Al “Sillabo” Rossi aveva contrapposto alcuni passi del discorso di Minghetti alla Camera nel 1873 che aveva posto all’apertura de “La Conciliazione” pubblicata nei primi mesi del 1959. Nel suo intervento Minghetti aveva sottolineato come la libertà che la Chiesa chiedeva per sé non si basasse sul diritto comune, bensì mirasse ad arrogarsi il privilegio dell’indipendenza dalle leggi dello Stato: quindi l’esatto contrario del diritto comune. Il capo del governo della Destra non riconosceva stato e chiesa   come due entità parificate e parallele , poiché riteneva che la sovranità dello stato fosse prevalente.

Nelle parole di Minghetti si ritrovava  la strenua difesa delle libertà individuali (tra cui la libertà religiosa) , la stessa che Rossi aveva appreso da Salvemini.

La laicità di Rossi, quindi, si esprimeva nella sua opposizione alla chiesa (o alle chiese) come istituzioni secolari, ma non alla professione della religione. E la difesa della libertà religiosa  per Rossi  correva parallela alla forte denuncia della presenza politica delle alte gerarchie vaticane in senso antidemocratico. Per lui il 20 settembre 1870 era una data simbolo perché aveva segnato la fine del potere temporale dei papi.

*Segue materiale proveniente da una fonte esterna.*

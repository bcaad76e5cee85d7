//! Multi-venue order book aggregation with pressure-zone classification.
//!
//! ```text
//!  SnapshotFeed ──► RefreshScheduler ──┐
//!                                      ├─► Router ──► Pipeline ──► DepthView (watch)
//!  flake loop ─────────────────────────┘     ▲
//!                                 Control ───┘
//! ```
//!
//! `market_data` owns ingestion and scheduling; `engine` holds the pure transforms
//! (filter, classifier) and the memoized pipeline that combines them.

pub mod config;
pub mod engine;
pub mod market_data;
pub mod telemetry;
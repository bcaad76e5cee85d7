// Shared trait + events for snapshot feeds

use std::sync::Arc;
use std::time::{SystemTime, UNIX_EPOCH};

use crate::engine::types::{OrderbookData, Venue, VenueSet};

/// One unvalidated level as a venue reported it.
#[derive(Debug, Clone, Copy, PartialEq)]
pub struct RawLevel {
    pub price: f64,
    pub quantity: f64,
    pub timestamp: u64,
}

#[derive(Debug, Clone, PartialEq)]
pub struct VenueQuotes {
    pub venue: Venue,
    pub bids: Vec<RawLevel>,
    pub asks: Vec<RawLevel>,
}

/// Everything a feed returns for one poll: per-venue levels for both sides.
#[derive(Debug, Clone, PartialEq)]
pub struct RawSnapshot {
    pub symbol: String,
    pub timestamp: u64,
    pub venues: Vec<VenueQuotes>,
}

#[derive(Debug, thiserror::Error)]
pub enum FeedError {
    #[error("feed unavailable: {0}")]
    Unavailable(String),
    #[error("unsupported symbol `{0}`")]
    UnsupportedSymbol(String),
}

pub enum MarketEvent {
    // Fully normalized snapshot, tagged with the scheduler epoch that requested it
    Snapshot {
        epoch: u64,
        data: Arc<OrderbookData>,
        rejected: usize,
    },
    Connectivity {
        connected: bool,
    },
}

#[async_trait::async_trait]
pub trait SnapshotFeed: Send + Sync {
    async fn fetch_snapshot(&self, symbol: &str, venues: VenueSet) -> Result<RawSnapshot, FeedError>;
}

pub fn now_ms() -> u64 {
    SystemTime::now()
        .duration_since(UNIX_EPOCH)
        .map(|d| d.as_millis() as u64)
        .unwrap_or(0)
}

pub mod synthetic;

A conferma di cio’ era solito citare il passo di Machiavelli in cui il fiorentino aveva sostenuto che la chiesa aveva ostacolato ogni forma di unità italiana, mentre altre nazioni cattoliche quali la Francia e la Spagna erano divenute unite ;cio’ nel timore di perdere il controllo politico sul territorio dello Stato della Chiesa, situato anche geograficamente nel cuore della penisola. 

Mi sono chiesto  spesso perché un uomo che si fece 13 anni di carcere e confino per la sua eroica opposizione al fascismo, che non volle per sè,dopo il regime, nessun privilegio, che resto’ tutta la vita fedele ai suoi ideali di Giustizia e Libertà, sia stato troppo in fretta dimenticato dall’Italia che conta. E mi sono dato la risposta: non era comunista e, anzi fu spesso in polemica con la bigotta dirigenza togliattiana e , soprattutto, sfido’ il potere immenso del Vaticano…… e questo non glielo perdonarono mai…. Ne’ in vita ne’ in morte!